Digital learning should be built on the same educational constructs as traditional learning development. It’s about a learning journey—a multistaged pathway that connects together to provide a full scheme of work. Digital development’s modular nature lends itself perfectly to mapped learning pathways and complementary curated content—and yet, too often organizations will present a purely linear digital learning experience, with little consideration given to learner diversity and accessibility; or they will provide a host of offerings, with brief guidance or instruction, causing choice paralysis across the business.
So what does a progressive digital learning pathway really look like, and how do you structure it?
Learn, Reflect, Embed, Change
Learn
Begin with Learn. Content in the Learn stage is presented in broad strokes: the definitions, how the topic presents, and why it’s important. These are the flexible and agile foundational modules that cover the basics and set the stage for the upcoming pathway. Don’t blindly select a 45-minute click-and-read eLearning experience and expect behaviors to change; instead, curate this stage of your digital catalogue to inspire and entice your learners into the subject. Use gamification, microlearning modules, and branched experiential opportunities to support individual needs and appeal to your organization’s diverse learning needs.
Reflect
With the foundations built from generic understanding, it’s time to layer learners’ insights by spotlighting personal application. Still housed within your virtual learning environment (VLS) or learning management system (LMS), Reflect is about taking that basic knowledge from the learn phase and enhancing that understanding by connecting the content to role activity and practical application. For example, if a learner discovered the concept of unconscious bias during their Learn explorations, in Reflect, that bias awareness would be showcased by application, (for example, the frequent four biases in performance management, recruitment, or project delegation). Reflect is about taking the time to ingest a topic and translate it to our own experience and relevance.
Embed
Now that learners understand both the broad concepts of a topic and the specialized elements aligned to their personal development requirements, it’s time to socialize the learning and break it out of its technological confines. The Embed phase is less about learning onscreen and more about live human conversation—face-to-face or otherwise. Your digital resources in this phase serve more as a toolkit or conversational resource. For example, a conversation guide, while presented in a digital format, provides activities, presentations, and discussion cards for team leaders to facilitate team events in the live environment. SCORM-wrapped challenges and workbooks with tasks set outside of the digital learning sphere capture the findings of real-life conversations—the learning in Embed happens connectively, surrounded by others, and through challenged perspectives and lived experiences.
Change
By the time learners move into the Change phase, your digital resources aren’t there to teach, but to prompt. At this stage, your digital assets should break out from your LMSs and be aligned to natural practices or processes. Digital nudges, for example, serve as great reminders of best practices and schooling moments, without distracting learners from their working focus. Having quiz prompts built into daily logins is a great way to keep mandatory topics front of mind; having 30-second videos on inclusive recruitment accessible from your recruiter hub means learners can think bigger than just their file retrieval. Digital nudge learning isn’t there to teach your staff—that has happened in the previous stages of this journey. Change is the synthesis of the journey to date, and it’s the starting point for organizational evolution. For individual contributors this means forging new behaviors, for managers it’s about adapting new strategies, and for policymakers it’s breaking the mold to develop new working norms.

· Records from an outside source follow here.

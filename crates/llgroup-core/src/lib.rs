#![cfg_attr(coverage_nightly, feature(coverage_attribute))]

//! Compact offset addressing for grouped runtime metadata.
//!
//! Read-mostly records (type descriptors, layout tables) live contiguously in a
//! bounded aggregate called a *group*. A reference to a record inside a group is
//! stored as a [`CompactOffset`]: the distance from the group base counted in
//! machine words, narrowed to 16 bits.
//!
//! Three layers:
//! - **Codec**: [`encode`], [`decode`], [`decode_with_skip`], [`is_null`]
//! - **Build-time checks**: [`assert_group_size!`], [`member_offset!`]
//! - **Packing**: [`CombinedWord`] stores an offset next to flag bits
//!
//! Addresses are plain `usize` integers. Nothing here dereferences memory.

mod check;
mod colors;
mod combined;
mod offset;


pub use check::check_group_size;
pub use colors::Colors;
pub use combined::{CombinedWord, FIRST_FLAG, OFFSET_BITS, OFFSET_MASK};
pub use offset::{
    CompactOffset, GROUP_CAPACITY, WORD_SIZE, decode, decode_with_skip, encode, is_null,
};
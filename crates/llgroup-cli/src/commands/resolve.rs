use std::path::PathBuf;

use llgroup_layout::GroupSet;

use super::layout_loader::require_group_set;

pub struct ResolveArgs {
    pub layout_path: PathBuf,
    pub group: String,
    pub member: String,
    pub skip: usize,
}

pub fn run(args: ResolveArgs) {
    let set = require_group_set(&args.layout_path);
    match resolve(&set, &args) {
        Ok(line) => println!("{line}"),
        Err(msg) => {
            eprintln!("error: {msg}");
            std::process::exit(1);
        }
    }
}

/// `<group>.<member> <offset> +<byte position>`, positions relative to the base.
pub fn resolve(set: &GroupSet, args: &ResolveArgs) -> Result<String, String> {
    let layout = set
        .get(&args.group)
        .ok_or_else(|| format!("no group named `{}`", args.group))?;
    let missing = || format!("group `{}` has no member `{}`", args.group, args.member);
    let offset = layout.offset_of(&args.member).ok_or_else(missing)?;
    let position = layout.resolve(&args.member, args.skip).ok_or_else(missing)?;

    Ok(format!(
        "{}.{} {offset} +{position}",
        args.group, args.member
    ))
}
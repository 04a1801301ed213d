//! A collection of group layouts, keyed by group name.

use indexmap::IndexMap;
use indexmap::map::Entry;

use crate::description::{RawGroup, parse_groups};
use crate::error::LayoutError;
use crate::layout::GroupLayout;

/// Layouts in declaration order.
#[derive(Debug, Clone, Default)]
pub struct GroupSet {
    groups: IndexMap<String, GroupLayout>,
}

impl GroupSet {
    pub fn new() -> Self {
        Self::default()
    }

    /// Parse and validate a JSON array of group descriptions.
    pub fn from_json(json: &str) -> Result<Self, LayoutError> {
        Self::from_raw(parse_groups(json)?)
    }

    /// Validate descriptions, stopping at the first invalid group.
    pub fn from_raw(raw: impl IntoIterator<Item = RawGroup>) -> Result<Self, LayoutError> {
        let mut set = Self::new();
        for group in raw {
            set.insert(GroupLayout::from_raw(group)?)?;
        }
        Ok(set)
    }

    /// Add a layout. Group names are unique.
    pub fn insert(&mut self, layout: GroupLayout) -> Result<(), LayoutError> {
        match self.groups.entry(layout.name().to_string()) {
            Entry::Occupied(entry) => Err(LayoutError::DuplicateGroup {
                group: entry.key().clone(),
            }),
            Entry::Vacant(entry) => {
                entry.insert(layout);
                Ok(())
            }
        }
    }

    pub fn get(&self, name: &str) -> Option<&GroupLayout> {
        self.groups.get(name)
    }

    pub fn iter(&self) -> impl Iterator<Item = &GroupLayout> {
        self.groups.values()
    }

    pub fn len(&self) -> usize {
        self.groups.len()
    }

    pub fn is_empty(&self) -> bool {
        self.groups.is_empty()
    }
}
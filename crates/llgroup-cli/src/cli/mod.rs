mod args;
mod commands;
mod dispatch;

#[cfg(test)]
mod dispatch_tests;

pub use commands::build_cli;
pub use dispatch::{CheckParams, DumpParams, ResolveParams};

/// Color output mode for CLI commands.
#[derive(Clone, Copy, Debug, Default, PartialEq, Eq)]
pub enum ColorChoice {
    #[default]
    Auto,
    Always,
    Never,
}

impl ColorChoice {
    pub fn should_colorize(self) -> bool {
        match self {
            ColorChoice::Always => true,
            ColorChoice::Never => false,
            ColorChoice::Auto => std::io::IsTerminal::is_terminal(&std::io::stdout()),
        }
    }
}
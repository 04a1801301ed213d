pub mod check;
pub mod dump;
pub mod layout_loader;
pub mod resolve;

#[cfg(test)]
mod commands_tests;
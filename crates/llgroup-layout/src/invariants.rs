//! Invariant checks excluded from coverage reports.

#![cfg_attr(coverage_nightly, coverage(off))]

use indexmap::IndexMap;

use crate::layout::Member;

pub(crate) trait EnsureIndex {
    fn ensure_index(&self, group: &str, index: usize) -> (&String, &Member);
}

impl EnsureIndex for IndexMap<String, Member> {
    fn ensure_index(&self, group: &str, index: usize) -> (&String, &Member) {
        self.get_index(index).unwrap_or_else(|| {
            panic!(
                "GroupLayout: member index {index} not found in group `{group}` \
                 (offset table must track member table)"
            )
        })
    }
}
use std::path::PathBuf;

use llgroup_core::Colors;
use llgroup_layout::{GroupSet, dump_set};

use super::layout_loader::require_group_set;

pub struct DumpArgs {
    pub layout_path: PathBuf,
    pub group: Option<String>,
    pub color: bool,
}

pub fn run(args: DumpArgs) {
    let set = require_group_set(&args.layout_path);
    match dump(&set, &args) {
        Ok(out) => print!("{out}"),
        Err(msg) => {
            eprintln!("error: {msg}");
            std::process::exit(1);
        }
    }
}

/// Every group in the set, or only the one named by `--group`.
pub fn dump(set: &GroupSet, args: &DumpArgs) -> Result<String, String> {
    let colors = Colors::new(args.color);

    let Some(name) = &args.group else {
        return Ok(dump_set(set, colors));
    };

    let layout = set
        .get(name)
        .ok_or_else(|| format!("no group named `{name}`"))?;
    Ok(llgroup_layout::dump(layout, colors))
}
mod cli;
mod commands;

use cli::{CheckParams, DumpParams, ResolveParams, build_cli};

fn main() {
    env_logger::Builder::from_env(env_logger::Env::default().default_filter_or("warn")).init();

    let matches = build_cli().get_matches();

    match matches.subcommand() {
        Some(("check", m)) => {
            let params = CheckParams::from_matches(m);
            commands::check::run(params.into());
        }
        Some(("dump", m)) => {
            let params = DumpParams::from_matches(m);
            commands::dump::run(params.into());
        }
        Some(("resolve", m)) => {
            let params = ResolveParams::from_matches(m);
            commands::resolve::run(params.into());
        }
        _ => unreachable!("clap should have caught this"),
    }
}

The beauty of Learn-Reflect-Embed-Change is that learners can go it alone at their own pace as the result of their own motivation, or they can work through it collaboratively with peers and colleagues as the result of a dedicated course or facilitated experience. The buildable stages mean you can join at the point most relevant, and as the levels progress, the learning experience adjusts to the saturation of need. When learners have gained extensive experience in a topic, it’s no longer about presenting information in the form of a knowledge download—it’s about mastering a skill set within its natural application.